### Problem to solve:
Reply with one number: the count of lines in the data that hold the string "TransportResult".

#### The data ####

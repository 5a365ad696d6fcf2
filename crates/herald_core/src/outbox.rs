//! Cross-thread send queue drained on the platform event loop.
//!
//! Any thread may submit an [`OutboundJob`] through a cloned [`Outbox`]. The
//! [`OutboxWorker`] runs on the event loop and spawns each job as its own task,
//! so submission order is preserved while completion order is not.
//!
//! Only channel create/destroy and embed sends carry a completion channel;
//! their callers hold a [`Pending`] and wait with a bounded timeout. Everything
//! else is fire-and-forget: failures are logged here and go no further.

use crate::{ChannelId, ChannelInfo, NewChannel, Outbound, SendTarget, Status, Transport, UserId};
use herald_error::{
    DispatchError, DispatchErrorKind, RoomError, RoomErrorKind, TransportError, TransportResult,
};
use std::sync::Arc;
use std::time::Duration;
use tokio::sync::{mpsc, oneshot};
use tokio::task::{JoinHandle, JoinSet};
use tracing::{debug, error, info, instrument};

/// Bound on how long callers wait for an awaited operation.
pub const AWAIT_TIMEOUT: Duration = Duration::from_secs(5);

type Reply<T> = oneshot::Sender<TransportResult<T>>;

/// One unit of outbound work.
#[derive(Debug)]
pub enum OutboundJob {
    /// Send a payload; `done` is set only when the caller awaits completion.
    Send {
        /// Destination
        target: SendTarget,
        /// Payload
        content: Outbound,
        /// Completion channel for awaited sends
        done: Option<Reply<()>>,
    },
    /// Create a channel or category.
    CreateChannel {
        /// What to create
        request: NewChannel,
        /// Completion channel
        done: Reply<ChannelInfo>,
    },
    /// Delete a channel or category.
    DeleteChannel {
        /// Channel to delete
        channel: ChannelId,
        /// Completion channel
        done: Reply<()>,
    },
    /// Grant read access on a channel.
    GrantRead {
        /// Channel
        channel: ChannelId,
        /// Member to let in
        user: UserId,
    },
    /// Change the bot's global presence.
    SetPresence {
        /// New status
        status: Status,
        /// Activity text
        activity: Option<String>,
    },
}

impl OutboundJob {
    /// Short name for logs.
    pub fn describe(&self) -> &'static str {
        match self {
            Self::Send { .. } => "send",
            Self::CreateChannel { .. } => "create channel",
            Self::DeleteChannel { .. } => "delete channel",
            Self::GrantRead { .. } => "grant read",
            Self::SetPresence { .. } => "set presence",
        }
    }

    /// Execute the job against the transport.
    pub async fn run(self, transport: Arc<dyn Transport>) {
        let operation = self.describe();
        match self {
            Self::Send {
                target,
                content,
                done,
            } => {
                let result = transport.send(target, content).await;
                match done {
                    Some(done) => deliver(done, result),
                    None => log_failure(operation, result),
                }
            }
            Self::CreateChannel { request, done } => {
                deliver(done, transport.create_channel(request).await);
            }
            Self::DeleteChannel { channel, done } => {
                deliver(done, transport.delete_channel(channel).await);
            }
            Self::GrantRead { channel, user } => {
                log_failure(operation, transport.grant_read(channel, user).await);
            }
            Self::SetPresence { status, activity } => {
                log_failure(operation, transport.set_presence(status, activity).await);
            }
        }
    }
}

fn deliver<T>(done: Reply<T>, result: TransportResult<T>) {
    // The waiter may have timed out already.
    let _ = done.send(result);
}

fn log_failure<T>(operation: &str, result: TransportResult<T>) {
    if let Err(e) = result {
        error!(operation, error = %e, "Outbound operation failed");
    }
}

/// The outbound queue has been closed by a disconnect.
#[derive(Debug, Clone, Copy, PartialEq, Eq, derive_more::Display, derive_more::Error)]
#[display("Outbound queue closed")]
pub struct OutboxClosed;

impl From<OutboxClosed> for DispatchError {
    #[track_caller]
    fn from(_: OutboxClosed) -> Self {
        DispatchError::new(DispatchErrorKind::QueueClosed)
    }
}

impl From<OutboxClosed> for RoomError {
    #[track_caller]
    fn from(_: OutboxClosed) -> Self {
        RoomError::new(RoomErrorKind::QueueClosed)
    }
}

/// Thread-safe submission side of the send queue.
#[derive(Debug, Clone)]
pub struct Outbox {
    tx: mpsc::UnboundedSender<OutboundJob>,
}

impl Outbox {
    /// Create a queue, returning the submission side and the receiving side.
    pub fn channel() -> (Self, mpsc::UnboundedReceiver<OutboundJob>) {
        let (tx, rx) = mpsc::unbounded_channel();
        (Self { tx }, rx)
    }

    /// Submit a job without waiting for it.
    ///
    /// # Errors
    ///
    /// Returns [`OutboxClosed`] once the worker side has gone away.
    pub fn submit(&self, job: OutboundJob) -> Result<(), OutboxClosed> {
        self.tx.send(job).map_err(|_| OutboxClosed)
    }

    /// Submit a job carrying a completion channel and return its [`Pending`].
    ///
    /// # Errors
    ///
    /// Returns [`OutboxClosed`] once the worker side has gone away.
    pub fn request<T>(
        &self,
        operation: &'static str,
        job: impl FnOnce(Reply<T>) -> OutboundJob,
    ) -> Result<Pending<T>, OutboxClosed> {
        let (done, rx) = oneshot::channel();
        self.submit(job(done))?;
        Ok(Pending {
            rx,
            operation,
            timeout: AWAIT_TIMEOUT,
        })
    }

    /// Whether the worker side has gone away.
    pub fn is_closed(&self) -> bool {
        self.tx.is_closed()
    }
}

/// Why waiting on a [`Pending`] failed.
#[derive(Debug, Clone, derive_more::Display, derive_more::Error)]
pub enum AwaitError {
    /// No completion within the bound.
    #[display("Timed out after {}s waiting for {}", timeout.as_secs(), operation)]
    Timeout {
        /// Operation awaited
        operation: &'static str,
        /// Bound that elapsed
        timeout: Duration,
    },
    /// The job was abandoned (queue shut down before it ran).
    #[display("{} was abandoned", _0)]
    Abandoned(#[error(not(source))] &'static str),
    /// The platform reported a failure.
    #[display("{}", _0)]
    Transport(TransportError),
}

impl From<AwaitError> for RoomError {
    #[track_caller]
    fn from(err: AwaitError) -> Self {
        match err {
            AwaitError::Timeout { operation, timeout } => RoomError::new(RoomErrorKind::Timeout {
                operation: operation.to_string(),
                seconds: timeout.as_secs(),
            }),
            AwaitError::Abandoned(_) => RoomError::new(RoomErrorKind::QueueClosed),
            AwaitError::Transport(e) => RoomError::new(RoomErrorKind::Transport(e.message)),
        }
    }
}

impl From<AwaitError> for DispatchError {
    #[track_caller]
    fn from(err: AwaitError) -> Self {
        match err {
            AwaitError::Timeout { operation, timeout } => {
                DispatchError::new(DispatchErrorKind::Timeout {
                    operation: operation.to_string(),
                    seconds: timeout.as_secs(),
                })
            }
            AwaitError::Abandoned(_) => DispatchError::new(DispatchErrorKind::QueueClosed),
            AwaitError::Transport(e) => DispatchError::new(DispatchErrorKind::Transport(e.message)),
        }
    }
}

/// Completion of an awaited outbound job.
#[derive(Debug)]
pub struct Pending<T> {
    rx: oneshot::Receiver<TransportResult<T>>,
    operation: &'static str,
    timeout: Duration,
}

impl<T> Pending<T> {
    /// Override the wait bound.
    pub fn with_timeout(mut self, timeout: Duration) -> Self {
        self.timeout = timeout;
        self
    }

    /// Wait for the job to finish.
    ///
    /// # Errors
    ///
    /// Returns [`AwaitError`] on timeout, abandonment, or platform failure.
    pub async fn wait(self) -> Result<T, AwaitError> {
        match tokio::time::timeout(self.timeout, self.rx).await {
            Ok(Ok(result)) => result.map_err(AwaitError::Transport),
            Ok(Err(_)) => Err(AwaitError::Abandoned(self.operation)),
            Err(_) => Err(AwaitError::Timeout {
                operation: self.operation,
                timeout: self.timeout,
            }),
        }
    }
}

/// Drains the send queue on the event loop.
pub struct OutboxWorker {
    rx: mpsc::UnboundedReceiver<OutboundJob>,
    transport: Arc<dyn Transport>,
}

impl OutboxWorker {
    /// Create a worker for the receiving side of an [`Outbox::channel`].
    pub fn new(rx: mpsc::UnboundedReceiver<OutboundJob>, transport: Arc<dyn Transport>) -> Self {
        Self { rx, transport }
    }

    /// Run until every [`Outbox`] is dropped.
    ///
    /// Jobs still in flight when the worker is aborted are dropped with it.
    #[instrument(skip(self))]
    pub async fn run(mut self) {
        info!("Outbound worker started");
        let mut in_flight = JoinSet::new();
        while let Some(job) = self.rx.recv().await {
            debug!(operation = job.describe(), "Spawning outbound job");
            in_flight.spawn(job.run(Arc::clone(&self.transport)));
            while in_flight.try_join_next().is_some() {}
        }
        while in_flight.join_next().await.is_some() {}
        info!("Outbound worker stopped");
    }

    /// Spawn [`run`](Self::run) on the current runtime.
    pub fn spawn(self) -> JoinHandle<()> {
        tokio::spawn(self.run())
    }
}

####

### Written reply:
5